Лев Николаевич подыграл ученику — не хотелось лишних слов и лишней переписки. Так, в письме к Александре Львовне он называет Черткова «самым близким и нужным» ему человеком, а самому Черткову пишет: «Жду. что будет от семейного обсуждения — думаю, хорошее. Во всяком случае, однако, возвращение мое к прежней жизни теперь стало еще труднее — почти невозможно,

вследствие тех упреков, которые теперь будут сыпаться на меня, и еще меньшей доброты ко мне. Входить же в какие - нибудь договоры я не могу и не стану. Что будет, то будет. Только бы как можно меньше согрешить».

Нет сомнений, что пожелай Лев Николаевич отделаться от одной лишь жены, он бы не поехал в такую даль, а нашел бы приют у Черткова. Кто-кто, а Чертков бы сумел оградить Толстого от Софьи Андреевны.

Из Оптиной пустыни втроем выехали в Шамордино, расположенное в четырнадцати верстах пути. Встреча с сестрой оказалась для Льва Николаевича радостной. У Марии Николаевны как раз гостила дочь Елизавета. Обе женщины проявили к Толстому максимум участия, выслушали, попытались успокоить. Лев Николаевич сказал сестре, что с радостью постригся бы в монахи, если его не понуждали бы молиться.

Шамордино понравилось Толстому своим спокойствием и дешевизной. Избу здесь можно было снять всего за три рубля в месяц. Лев Николаевич решил, что здесь, близ сестры, он и будет коротать свой век. Он надеялся, что в далеком Шамордине никто не станет его беспокоить.

Увы, надеялся Толстой зря.

Сначала засыпали письмами дети. Кроме Александры и Сергея все остальные поддерживали мать. «Ведь тебе 82 года и маме 67. Жизнь обоих вас прожита, но надо умирать хорошо», — убеждал Илья. «По долгу своей совести должен тебя предупредить, что ты своим окончательным решением убиваешь мать», — пугал Андрей. Сергей, наоборот, ободрял: «Думаю также, что если даже с мамой что-нибудь случится, чего я не ожидаю, то ты себя ни в чем упрекать не должен. Положение было безвыходное, и я думаю, что избрал настоящий выход». Дипломатичная Татьяна умела найти самые простые и подходящие слова: «Никогда тебя осуждать не буду. О маме скажу, что она жалка и трогательна. Она не умеет жить иначе, чем она живет. И, вероятно, никогда не изменится в корне».
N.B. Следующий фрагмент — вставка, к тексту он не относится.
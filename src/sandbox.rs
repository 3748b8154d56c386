// src/sandbox.rs
use crate::config::SandboxConfig;
use crate::evaluator::{Capabilities, Evaluator, Fault};
use crate::models::{ExecutionRequest, ExecutionResult};
use futures::future;
use std::time::{Duration, Instant};
use uuid::Uuid;

/// Budget and size ceiling applied to every submission.
#[derive(Debug, Clone, Copy)]
pub struct ExecutionLimits {
    pub timeout: Duration,
    pub max_source_bytes: usize,
}

impl ExecutionLimits {
    pub fn from_config(config: &SandboxConfig) -> Self {
        Self {
            timeout: Duration::from_millis(config.timeout_ms),
            max_source_bytes: config.max_source_bytes,
        }
    }
}

impl Default for ExecutionLimits {
    fn default() -> Self {
        Self::from_config(&SandboxConfig::default())
    }
}

/// Runs one submission: student code, then test code, as a single program
/// with only `assert` in scope. Never fails; every fault becomes a failed result.
pub async fn execute<E: Evaluator>(
    evaluator: &E,
    limits: &ExecutionLimits,
    request: &ExecutionRequest,
) -> ExecutionResult {
    let id = Uuid::new_v4();
    let start = Instant::now();
    let source = request.combined_source();

    log::info!("Execution {} received ({} bytes)", id, source.len());

    let outcome = evaluate_within_limits(evaluator, limits, &source).await;
    let elapsed_ms = start.elapsed().as_millis() as u64;

    match outcome {
        Ok(()) => {
            log::info!("Execution {} passed in {}ms", id, elapsed_ms);
            ExecutionResult::passed()
        }
        Err(fault) => {
            match &fault {
                Fault::Isolation(message) => {
                    log::error!("Execution {} could not be evaluated: {}", id, message)
                }
                other => log::warn!(
                    "Execution {} failed with {} fault in {}ms",
                    id,
                    other.kind(),
                    elapsed_ms
                ),
            }
            ExecutionResult::failed(&fault)
        }
    }
}

async fn evaluate_within_limits<E: Evaluator>(
    evaluator: &E,
    limits: &ExecutionLimits,
    source: &str,
) -> Result<(), Fault> {
    if source.len() > limits.max_source_bytes {
        return Err(Fault::SourceTooLarge {
            size: source.len(),
            limit: limits.max_source_bytes,
        });
    }

    let capabilities = Capabilities::standard();
    match tokio::time::timeout(limits.timeout, evaluator.evaluate(source, &capabilities)).await {
        Ok(result) => result.map(|_| ()),
        Err(_) => Err(Fault::Timeout(limits.timeout)),
    }
}

/// Runs several submissions concurrently. Results keep the request order.
pub async fn execute_batch<E: Evaluator>(
    evaluator: &E,
    limits: &ExecutionLimits,
    requests: &[ExecutionRequest],
) -> Vec<ExecutionResult> {
    let batch_start = Instant::now();

    let futures: Vec<_> = requests
        .iter()
        .map(|request| execute(evaluator, limits, request))
        .collect();
    let results = future::join_all(futures).await;

    log::info!(
        "Batch of {} executions completed in {}ms",
        requests.len(),
        batch_start.elapsed().as_millis()
    );

    results
}

#[cfg(test)]
mod tests {
    use super::*;
    use crate::evaluator::embedded::EngineLimits;
    use crate::evaluator::EmbeddedEvaluator;
    use crate::models::{FAILURE_MARKER, SUCCESS_MESSAGE};

    fn limits() -> ExecutionLimits {
        ExecutionLimits::default()
    }

    #[tokio::test]
    async fn test_passing_submission() {
        let result = execute(
            &EmbeddedEvaluator::default(),
            &limits(),
            &ExecutionRequest::new(
                "function add(a,b){return a+b;}",
                "assert.strictEqual(add(2,3), 5);",
            ),
        )
        .await;

        assert!(result.success());
        assert_eq!(result.output(), Some(SUCCESS_MESSAGE));
        assert_eq!(result.error(), None);
    }

    #[tokio::test]
    async fn test_failing_assertion() {
        let result = execute(
            &EmbeddedEvaluator::default(),
            &limits(),
            &ExecutionRequest::new(
                "function add(a,b){return a-b;}",
                "assert.strictEqual(add(2,3), 5);",
            ),
        )
        .await;

        assert!(!result.success());
        assert_eq!(result.output(), None);
        let error = result.error().unwrap();
        assert!(error.starts_with(FAILURE_MARKER));
        assert!(error.contains("expected 5 but got -1"), "{error}");
    }

    #[tokio::test]
    async fn test_syntax_error_is_a_result() {
        let result = execute(
            &EmbeddedEvaluator::default(),
            &limits(),
            &ExecutionRequest::new("function broken(", "assert.strictEqual(1, 1);"),
        )
        .await;

        assert!(!result.success());
        assert!(result.error().is_some());
    }

    #[tokio::test]
    async fn test_student_code_runs_before_tests() {
        let evaluator = EmbeddedEvaluator::default();
        let student = "function add(a,b){return a+b;}";
        let test = "assert.strictEqual(add(2,3), 5);";

        let in_order = execute(&evaluator, &limits(), &ExecutionRequest::new(student, test)).await;
        assert!(in_order.success());

        // Calls placed before a `let` binding hit the temporal dead zone.
        let reversed = execute(
            &evaluator,
            &limits(),
            &ExecutionRequest::new(test, "let add = (a, b) => a + b;"),
        )
        .await;
        assert!(!reversed.success());
    }

    #[tokio::test]
    async fn test_empty_submission_passes() {
        let result = execute(
            &EmbeddedEvaluator::default(),
            &limits(),
            &ExecutionRequest::new("", ""),
        )
        .await;
        assert!(result.success());
    }

    #[tokio::test]
    async fn test_oversized_submission_is_rejected() {
        let limits = ExecutionLimits {
            max_source_bytes: 16,
            ..limits()
        };
        let result = execute(
            &EmbeddedEvaluator::default(),
            &limits,
            &ExecutionRequest::new("const padding = 'xxxxxxxxxxxxxxxx';", ""),
        )
        .await;

        assert!(!result.success());
        assert!(result.error().unwrap().contains("the limit is 16 bytes"));
    }

    #[tokio::test]
    async fn test_runaway_loop_becomes_timeout_failure() {
        let limits = ExecutionLimits {
            timeout: Duration::from_millis(200),
            ..limits()
        };
        let evaluator = EmbeddedEvaluator::new(EngineLimits {
            timeout: Duration::from_millis(200),
            ..EngineLimits::default()
        });
        let request = ExecutionRequest::new(
            "function spin() { for (;;) { for (let i = 0; i < 1000000; i++) {} } }",
            "spin();\nassert.strictEqual(1, 1);",
        );

        let result = execute(&evaluator, &limits, &request).await;
        assert!(!result.success());
        assert!(result.error().unwrap().contains("timed out after 200ms"));
    }

    #[tokio::test]
    async fn test_engine_stops_runaway_loop_without_outer_timer() {
        // The outer budget is far away, so only the engine can end the run.
        let limits = ExecutionLimits {
            timeout: Duration::from_secs(30),
            ..limits()
        };
        let evaluator = EmbeddedEvaluator::new(EngineLimits {
            timeout: Duration::from_millis(200),
            ..EngineLimits::default()
        });

        let start = Instant::now();
        let result = execute(
            &evaluator,
            &limits,
            &ExecutionRequest::new("for (;;) { for (let i = 0; i < 1000000; i++) {} }", ""),
        )
        .await;

        assert!(start.elapsed() < Duration::from_secs(10));
        assert!(!result.success());
        assert!(result.error().unwrap().contains("timed out after 200ms"));
    }

    #[tokio::test]
    async fn test_concurrent_submissions_do_not_share_bindings() {
        let evaluator = EmbeddedEvaluator::default();
        let requests = vec![
            ExecutionRequest::new(
                "function answer() { return 1; }",
                "assert.strictEqual(answer(), 1);",
            ),
            ExecutionRequest::new(
                "function answer() { return 2; }",
                "assert.strictEqual(answer(), 2);",
            ),
            ExecutionRequest::new(
                "function answer() { return 3; }",
                "assert.strictEqual(answer(), 1);",
            ),
        ];

        let results = execute_batch(&evaluator, &limits(), &requests).await;

        assert_eq!(results.len(), 3);
        assert!(results[0].success());
        assert!(results[1].success());
        assert!(!results[2].success());
        assert!(results[2].error().unwrap().contains("expected 1 but got 3"));
    }
}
Написала и Софья Андреевна, не могла не написать. Письмо ее с первых же строк вызывало раздражение: «Левочка, голубчик, вернись домой, милый, спаси меня от вторичного самоубийства, — шантажировала она. — Левочка, друг всей моей жизни, все, все сделаю, что хочешь, всякую роскошь брошу совсем; с друзьями твоими будем вместе дружны, буду лечиться, буду кротка... Тут все мои дети, но они не помогут мне своим самоуверенным деспотизмом; а мне одно нужно, нужна твоя любовь, необходимо повидаться с тобой.

Друг мой, допусти меня хоть проститься с тобой, сказать в последний раз, как я люблю тебя. Позови меня или приезжай сам. Прощай, Левочка, я все ищу тебя и зову. Какое истязание моей душе».
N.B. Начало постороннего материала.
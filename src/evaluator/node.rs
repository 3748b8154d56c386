// src/evaluator/node.rs

use std::path::Path;
use std::process::Stdio;
use std::time::Instant;

use serde::Deserialize;
use tokio::io::AsyncWriteExt;
use tokio::process::Command;

use crate::config::SandboxConfig;
use crate::evaluator::{harness, Capabilities, Evaluation, Evaluator, Fault, ASSERTION_ERROR_NAME};

/// File the driver writes its single outcome to, inside the private working directory.
const REPORT_FILE: &str = "report.json";

/// How long the child keeps its event loop alive after reporting.
const GRACE_MS: u64 = 50;

/// Runs each program in its own `node` process.
///
/// The program is compiled inside a fresh `vm` context whose global object
/// starts empty, with string code generation and wasm disabled and no
/// dynamic `import()` loader. The capability objects are built inside that
/// context too, so nothing reachable from the program belongs to the host
/// realm. The child gets an empty environment and a private temporary
/// working directory that is removed afterwards. It is killed when the
/// evaluation future is dropped (for example on timeout).
///
/// The outcome is written once to a file in the working directory. Standard
/// output is discarded, so nothing the program prints can stand in for it.
#[derive(Debug, Clone)]
pub struct NodeEvaluator {
    binary: String,
    args: Vec<String>,
}

#[derive(Deserialize, Debug)]
#[serde(deny_unknown_fields)]
struct Report {
    ok: bool,
    #[serde(default)]
    kind: Option<String>,
    #[serde(default)]
    message: Option<String>,
}

impl NodeEvaluator {
    pub fn new(binary: impl Into<String>, args: Vec<String>) -> Self {
        Self {
            binary: binary.into(),
            args,
        }
    }

    pub fn from_config(config: &SandboxConfig) -> Self {
        Self::new(config.node_binary.clone(), config.node_args.clone())
    }
}

impl Evaluator for NodeEvaluator {
    async fn evaluate(&self, source: &str, capabilities: &Capabilities) -> Result<Evaluation, Fault> {
        let workdir = tempfile::tempdir()
            .map_err(|e| Fault::Isolation(format!("failed to create working directory: {}", e)))?;
        let report_path = workdir.path().join(REPORT_FILE);
        let script = driver_script(source, capabilities, &report_path)?;

        let start = Instant::now();
        let mut child = Command::new(&self.binary)
            .args(&self.args)
            .arg("-")
            .env_clear()
            // PATH only, so a bare `node` still resolves.
            .env("PATH", std::env::var_os("PATH").unwrap_or_default())
            .current_dir(workdir.path())
            .stdin(Stdio::piped())
            .stdout(Stdio::null())
            .stderr(Stdio::piped())
            .kill_on_drop(true)
            .spawn()
            .map_err(|e| Fault::Isolation(format!("failed to start {}: {}", self.binary, e)))?;

        if let Some(mut stdin) = child.stdin.take() {
            stdin
                .write_all(script.as_bytes())
                .await
                .map_err(|e| Fault::Isolation(format!("failed to send program: {}", e)))?;
            // Close stdin so node starts running the script.
            drop(stdin);
        }

        let output = child
            .wait_with_output()
            .await
            .map_err(|e| Fault::Isolation(format!("failed to wait for node: {}", e)))?;
        let elapsed_ms = start.elapsed().as_millis() as u64;

        let report = match tokio::fs::read_to_string(&report_path).await {
            Ok(raw) => parse_report(&raw),
            Err(e) => {
                log::debug!("no report at {}: {}", report_path.display(), e);
                None
            }
        };
        let Some(report) = report else {
            let stderr = String::from_utf8_lossy(&output.stderr);
            log::error!(
                "node exited with {} without a usable report: {}",
                output.status,
                stderr.trim()
            );
            return Err(Fault::Isolation(format!(
                "evaluation process exited with {} without reporting a result",
                output.status
            )));
        };

        report_to_outcome(report).map(|()| Evaluation { elapsed_ms })
    }
}

/// Builds the host-side script fed to node on stdin.
///
/// The submitted program is compiled with `vm.compileFunction` as a function
/// body whose parameters are the capability bindings, the same shape the
/// embedded backend uses. Syntax errors surface from the compile step and
/// are reported like any other fault. Errors are classified by name, since
/// they come from another realm.
fn driver_script(
    source: &str,
    capabilities: &Capabilities,
    report_path: &Path,
) -> Result<String, Fault> {
    let report_path = report_path
        .to_str()
        .ok_or_else(|| Fault::Isolation("working directory is not valid UTF-8".to_string()))?;
    let factories: Vec<String> = capabilities
        .iter()
        .map(|capability| harness::capability_factory(*capability))
        .collect();

    Ok(format!(
        r#""use strict";
const fs = require("fs");
const vm = require("vm");
process.on("unhandledRejection", () => {{}});
const describe = (e) => {{
  try {{
    if (Object.prototype.toString.call(e) === "[object Error]") {{
      const name = String(e.name);
      const message = String(e.message);
      if (name === "{assertion}") return {{ ok: false, kind: "assertion", message }};
      if (name === "SyntaxError") return {{ ok: false, kind: "syntax", message: name + ": " + message }};
      if (name === "RangeError" && /call stack/i.test(message)) return {{ ok: false, kind: "resource_limit", message }};
      return {{ ok: false, kind: "runtime", message: name + ": " + message }};
    }}
    return {{ ok: false, kind: "runtime", message: "Uncaught " + String(e) }};
  }} catch (_) {{
    return {{ ok: false, kind: "runtime", message: "Uncaught exception" }};
  }}
}};
let outcome;
try {{
  const context = vm.createContext(Object.create(null), {{
    codeGeneration: {{ strings: false, wasm: false }},
  }});
  const bindings = {factories}.map((factory) => vm.runInContext(factory, context));
  const program = vm.compileFunction({source}, {params}, {{
    parsingContext: context,
    filename: "submission.js",
  }});
  program(...bindings);
  outcome = {{ ok: true }};
}} catch (e) {{
  outcome = describe(e);
}}
fs.writeFileSync({report}, JSON.stringify(outcome), {{ flag: "wx" }});
setTimeout(() => process.exit(0), {grace});
"#,
        assertion = ASSERTION_ERROR_NAME,
        factories = harness::encode(&factories)?,
        source = harness::encode(source)?,
        params = harness::encode(&harness::parameter_names(capabilities))?,
        report = harness::encode(report_path)?,
        grace = GRACE_MS,
    ))
}

/// Accepts exactly one JSON report; anything else is treated as no report.
fn parse_report(raw: &str) -> Option<Report> {
    serde_json::from_str(raw.trim()).ok()
}

fn report_to_outcome(report: Report) -> Result<(), Fault> {
    if report.ok {
        return Ok(());
    }

    let message = report.message.unwrap_or_default();
    Err(match report.kind.as_deref() {
        Some("assertion") => Fault::Assertion(message),
        Some("syntax") => Fault::Syntax(message),
        Some("resource_limit") => Fault::ResourceLimit(message),
        _ => Fault::Runtime(message),
    })
}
«Свидание наше и тем более возвращение мое теперь совершенно невозможно, — отвечал ей Лев Николаевич. — Для тебя это было бы, как все говорят, в высшей степени вредно, для меня же это было бы ужасно, так как теперь мое положение, вследствие твоей возбужденности, раздражения, болезненного состояния, стало бы, если это только возможно, еще хуже. Советую тебе примириться с тем, что случилось, устроиться в своем новом, на время положении, а главное — лечиться».

Вдали от дома думалось и писалось хорошо, вольготно. Так же как и дышалось. Мысли текли плавным потоком, одно слово тянуло за собой другое. «Если ты не то что любишь меня, а только не ненавидишь, то ты должна хоть немного войти в мое положение. И если ты сделаешь это, ты не только не будешь осуждать меня, но постараешься помочь мне найти тот покой, возможность какой-нибудь человеческой жизни, помочь мне усилием над собой и сама не будешь желать теперь моего возвращения. Твое же настроение теперь, твое желание и попытки самоубийства, более всего другого показывая твою потерю власти над собой, делают для меня теперь немыслимым возвращение. Избавить от испытываемых страданий всех близких тебе людей, меня, и, главное, самое себя никто не может, кроме тебя самой. Постарайся направить всю свою энергию не на то, чтобы было все го, чего ты желаешь, — теперь мое возвращение, а на то, чтобы умиротворить себя, свою душу, и гы получишь, чего желаешь».